Sue Desmond-Hellmann, CEO, Bill & Melinda Gates Foundation www.gatesfoundation.org, speaking at the Aspen Institute’s www.aspeninstitute.org recent “Public Health Grand Rounds” Event, emphasized the need to use precision medicine as it relates to public health to effectively achieve solutions to many serious health issues worldwide.

Dr. Desmond-Hellmann sees the use of precision medicine as developing the right drug at the right time for the right patient. Precision medicine requires gathering data, developing tools, and using technology to produce new innovative ideas. The goal is to understand what works best for patients but more importantly, scientists and medical professionals need to have a good understanding as to how patients will respond to treatments.

The doctor is very interested in the field of precision medicine, since she was trained as a cancer doctor. She realized early on that cancer therapies really can affect patients. While the treatments provide an assault on cancer, the treatments can make their life very difficult during their treatments.

The goal is to target the right drug and the right amount of the drug for the cancer patient via precision medicine so that the treatment will not affect the whole body and produce unpleasant and unwanted side effects.
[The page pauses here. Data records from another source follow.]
//! Configuration management.
//!
//! Settings are layered with figment, later sources overriding earlier ones:
//! 1. Default values
//! 2. TOML file at `<config_dir>/mixte/config.toml`
//! 3. Environment variables prefixed with `MIXTE_`, sections separated by
//!    `__` (e.g. `MIXTE_ACCESS__SESSION_DAYS=14`)

use std::path::{Path, PathBuf};

use chrono::Duration;
use figment::{
    providers::{Env, Format, Serialized, Toml},
    Figment,
};
use serde::{Deserialize, Serialize};

use crate::access::{DEFAULT_CONTENT_ROOT, DEFAULT_ENCODED_ALLOW_LIST, DEFAULT_VALIDITY_DAYS};
use crate::errors::{CalcError, CalcResult};
use crate::format::NumberFormat;

const CONFIG_FILE_NAME: &str = "config.toml";

const APP_DIR_NAME: &str = "mixte";

const SESSION_FILE_NAME: &str = "session.json";

/// Environment variable prefix
pub const ENV_PREFIX: &str = "MIXTE_";

#[derive(Debug, Clone, Default, PartialEq, Serialize, Deserialize)]
#[serde(default)]
pub struct Config {
    pub access: AccessConfig,
    pub protection: ProtectionConfig,
    pub display: DisplayConfig,
}

#[derive(Debug, Clone, PartialEq, Serialize, Deserialize)]
#[serde(default)]
pub struct AccessConfig {
    /// Base64 of the comma-separated allowed emails and `@domain` entries
    pub allow_list: String,
    /// Session validity in days
    pub session_days: u32,
    /// Session file of the native store.
    /// Defaults to `<data_local_dir>/mixte/session.json`
    pub session_file: Option<PathBuf>,
    /// Folder holding the course pages, used to compute login redirects
    pub content_root: String,
}

#[derive(Debug, Clone, PartialEq, Serialize, Deserialize)]
#[serde(default)]
pub struct ProtectionConfig {
    /// Intercept copy shortcuts, context menu, selection and drag
    pub enabled: bool,
    /// How long the blocked-action notification stays visible
    pub notification_ms: u64,
    /// Show the reader's identity over the content
    pub watermark: bool,
}

#[derive(Debug, Clone, PartialEq, Serialize, Deserialize)]
#[serde(default)]
pub struct DisplayConfig {
    /// `1234,50` instead of `1234.50`
    pub decimal_comma: bool,
}

impl Default for AccessConfig {
    fn default() -> Self {
        Self {
            allow_list: DEFAULT_ENCODED_ALLOW_LIST.to_string(),
            session_days: DEFAULT_VALIDITY_DAYS as u32,
            session_file: None,
            content_root: DEFAULT_CONTENT_ROOT.to_string(),
        }
    }
}

impl Default for ProtectionConfig {
    fn default() -> Self {
        Self {
            enabled: true,
            notification_ms: 2000,
            watermark: true,
        }
    }
}

impl Default for DisplayConfig {
    fn default() -> Self {
        Self { decimal_comma: true }
    }
}

impl AccessConfig {
    pub fn session_validity(&self) -> Duration {
        Duration::days(i64::from(self.session_days))
    }
}

impl ProtectionConfig {
    pub fn notification_duration(&self) -> Duration {
        Duration::milliseconds(i64::try_from(self.notification_ms).unwrap_or(i64::MAX))
    }
}

impl DisplayConfig {
    pub fn number_format(&self) -> NumberFormat {
        NumberFormat {
            decimal_comma: self.decimal_comma,
        }
    }
}

impl Config {
    /// Load from the default file location and the environment
    pub fn load() -> CalcResult<Self> {
        Self::load_from(None)
    }

    /// Load with an optional custom config file.
    ///
    /// A missing file is not an error; defaults apply.
    pub fn load_from(config_path: Option<PathBuf>) -> CalcResult<Self> {
        let config_file = config_path.unwrap_or_else(Self::default_config_path);
        let config = Self::figment(&config_file).extract::<Config>()?;
        config.validate()?;
        tracing::debug!(path = %config_file.display(), "configuration loaded");
        Ok(config)
    }

    fn figment(config_file: &Path) -> Figment {
        Figment::new()
            .merge(Serialized::defaults(Config::default()))
            .merge(Toml::file(config_file))
            .merge(Env::prefixed(ENV_PREFIX).split("__"))
    }

    pub fn default_config_path() -> PathBuf {
        dirs::config_dir()
            .unwrap_or_else(|| PathBuf::from(".config"))
            .join(APP_DIR_NAME)
            .join(CONFIG_FILE_NAME)
    }

    pub fn default_data_dir() -> PathBuf {
        dirs::data_local_dir()
            .unwrap_or_else(|| PathBuf::from(".local/share"))
            .join(APP_DIR_NAME)
    }

    /// Session file, resolving the default if not set
    pub fn session_file(&self) -> PathBuf {
        self.access
            .session_file
            .clone()
            .unwrap_or_else(|| Self::default_data_dir().join(SESSION_FILE_NAME))
    }

    pub fn validate(&self) -> CalcResult<()> {
        if self.access.session_days == 0 {
            return Err(CalcError::config("access.session_days must be greater than 0"));
        }

        let root = self.access.content_root.trim();
        if root.is_empty() || root.contains(['/', '\\']) {
            return Err(CalcError::config(format!(
                "access.content_root must be a single folder name, got '{}'",
                self.access.content_root
            )));
        }

        if self.protection.notification_ms == 0 {
            return Err(CalcError::config("protection.notification_ms must be greater than 0"));
        }

        Ok(())
    }

    /// TOML rendering, for `config show`
    pub fn to_toml(&self) -> CalcResult<String> {
        toml::to_string_pretty(self).map_err(|e| CalcError::SerializationError { reason: e.to_string() })
    }
}

#[cfg(test)]
mod tests {
    use super::*;
    use figment::Jail;

    #[test]
    fn test_defaults() {
        let config = Config::default();
        assert_eq!(config.access.session_days, 7);
        assert_eq!(config.access.content_root, "cours");
        assert!(config.protection.enabled);
        assert_eq!(config.protection.notification_ms, 2000);
        assert!(config.display.decimal_comma);
        assert!(config.validate().is_ok());
    }

    #[test]
    fn test_durations() {
        let config = Config::default();
        assert_eq!(config.access.session_validity(), Duration::days(7));
        assert_eq!(config.protection.notification_duration(), Duration::seconds(2));
    }

    #[test]
    fn test_validate_zero_session_days() {
        let mut config = Config::default();
        config.access.session_days = 0;
        let err = config.validate().unwrap_err().to_string();
        assert!(err.contains("session_days"));
    }

    #[test]
    fn test_validate_content_root() {
        let mut config = Config::default();
        config.access.content_root = "site/cours".to_string();
        assert!(config.validate().is_err());
        config.access.content_root = " ".to_string();
        assert!(config.validate().is_err());
    }

    #[test]
    fn test_session_file_default_and_custom() {
        let mut config = Config::default();
        assert!(config.session_file().ends_with("mixte/session.json"));
        config.access.session_file = Some(PathBuf::from("/tmp/s.json"));
        assert_eq!(config.session_file(), PathBuf::from("/tmp/s.json"));
    }

    #[test]
    fn test_load_nonexistent_file_uses_defaults() {
        Jail::expect_with(|_jail| {
            let config = Config::load_from(Some(PathBuf::from("/nonexistent/config.toml")))
                .map_err(|e| e.to_string())?;
            assert_eq!(config, Config::default());
            Ok(())
        });
    }

    #[test]
    fn test_file_then_env_layering() {
        Jail::expect_with(|jail| {
            jail.create_file(
                "config.toml",
                r#"
                [access]
                session_days = 14
                content_root = "lessons"

                [display]
                decimal_comma = false
                "#,
            )?;
            jail.set_env("MIXTE_ACCESS__SESSION_DAYS", "3");
            jail.set_env("MIXTE_PROTECTION__ENABLED", "false");

            let config = Config::load_from(Some(PathBuf::from("config.toml"))).map_err(|e| e.to_string())?;
            assert_eq!(config.access.session_days, 3);
            assert_eq!(config.access.content_root, "lessons");
            assert!(!config.protection.enabled);
            assert!(!config.display.decimal_comma);
            assert_eq!(config.protection.notification_ms, 2000);
            Ok(())
        });
    }

    #[test]
    fn test_invalid_file_value_is_config_error() {
        Jail::expect_with(|jail| {
            jail.create_file("config.toml", "[protection]\nnotification_ms = 0\n")?;
            let err = Config::load_from(Some(PathBuf::from("config.toml"))).unwrap_err();
            assert_eq!(err.error_code(), "CONFIG_ERROR");
            Ok(())
        });
    }

    #[test]
    fn test_toml_rendering() {
        let text = Config::default().to_toml().unwrap();
        assert!(text.contains("[access]"));
        assert!(text.contains("session_days = 7"));
    }
}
Dr. Desmond-Hellmann is especially interested in seeing how precision public health medicine could determine treatments in poor and low resource areas countries capable of fighting infectious diseases like Ebola and diseases such as polio. It is important to use precision medicine to target specific treatments to wipe out specific diseases in these countries.

Precision medicine can be very helpful to treat infectious diseases if advances in genomics can be applied. Today, in some parts of the world, automated, standardized, and affordable molecular technologies are being integrated into the diagnosis, treatment, and control of infections. It is now possible to deliver more timely and precise information on pathogens as well as developing insights into their sources, spread, and susceptibility to antibiotics.

To effectively help children stay healthy, the Bill & Melinda Gates Foundation funds the “Child Health and Mortality Prevention Surveillance” network called CHAMPS, which is a network of disease surveillance sites in developing countries. The data obtained is valuable in helping children all over Africa and Asia prevent childhood mortality and to help countries prepare for epidemics.

CHAMPS is an important tool since data can be gathered from sites faster, better, and the information really pinpoints where and why children are getting sick and dying. This data will help the global health community get the right interventions to the right children in the right place to save lives. The network will also provide capacity training in the event of an epidemic.

The doctor believes that we not only need to obtain new data from many sources but also develop networks so that data can be shared not only locally but also with the global community. However, using big data and tracking information can raise privacy issues so the right level of protection is needed.